• ASSIGNED TASK
Search the records for the string "request". Copy each line where it occurs.
··· DATA TO USE ···
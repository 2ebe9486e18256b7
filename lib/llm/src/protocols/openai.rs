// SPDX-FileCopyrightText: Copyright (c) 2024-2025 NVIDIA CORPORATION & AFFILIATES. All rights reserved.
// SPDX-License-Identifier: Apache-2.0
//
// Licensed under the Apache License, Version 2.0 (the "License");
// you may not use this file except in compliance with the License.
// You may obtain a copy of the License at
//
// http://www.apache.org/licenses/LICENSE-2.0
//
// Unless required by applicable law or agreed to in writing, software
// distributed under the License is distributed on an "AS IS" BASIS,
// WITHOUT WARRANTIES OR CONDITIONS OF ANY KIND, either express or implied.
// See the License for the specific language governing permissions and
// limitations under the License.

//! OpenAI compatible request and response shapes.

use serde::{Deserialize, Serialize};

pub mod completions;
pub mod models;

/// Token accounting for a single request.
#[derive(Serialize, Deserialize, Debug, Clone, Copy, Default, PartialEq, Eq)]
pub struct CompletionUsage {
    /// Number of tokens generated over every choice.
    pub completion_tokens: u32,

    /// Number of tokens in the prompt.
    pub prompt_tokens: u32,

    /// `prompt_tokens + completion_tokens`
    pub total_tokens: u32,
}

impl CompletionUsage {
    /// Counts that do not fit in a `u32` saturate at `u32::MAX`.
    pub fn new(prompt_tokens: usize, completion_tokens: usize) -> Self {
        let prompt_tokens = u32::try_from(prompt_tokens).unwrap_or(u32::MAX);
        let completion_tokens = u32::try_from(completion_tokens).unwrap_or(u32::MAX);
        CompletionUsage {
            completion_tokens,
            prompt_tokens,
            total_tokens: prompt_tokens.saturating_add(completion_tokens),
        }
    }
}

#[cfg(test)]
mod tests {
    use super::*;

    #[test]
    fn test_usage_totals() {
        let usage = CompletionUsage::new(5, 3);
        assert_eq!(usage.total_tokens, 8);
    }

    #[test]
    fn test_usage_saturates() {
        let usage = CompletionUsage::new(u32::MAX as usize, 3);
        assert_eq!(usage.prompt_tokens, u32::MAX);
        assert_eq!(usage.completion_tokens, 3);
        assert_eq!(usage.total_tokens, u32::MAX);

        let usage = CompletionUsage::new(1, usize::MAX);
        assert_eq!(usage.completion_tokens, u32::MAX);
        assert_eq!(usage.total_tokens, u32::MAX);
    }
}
···
• COMPLETED EXERCISE
//! OpenAI compatible request and response shapes.
/// Token accounting for a single request.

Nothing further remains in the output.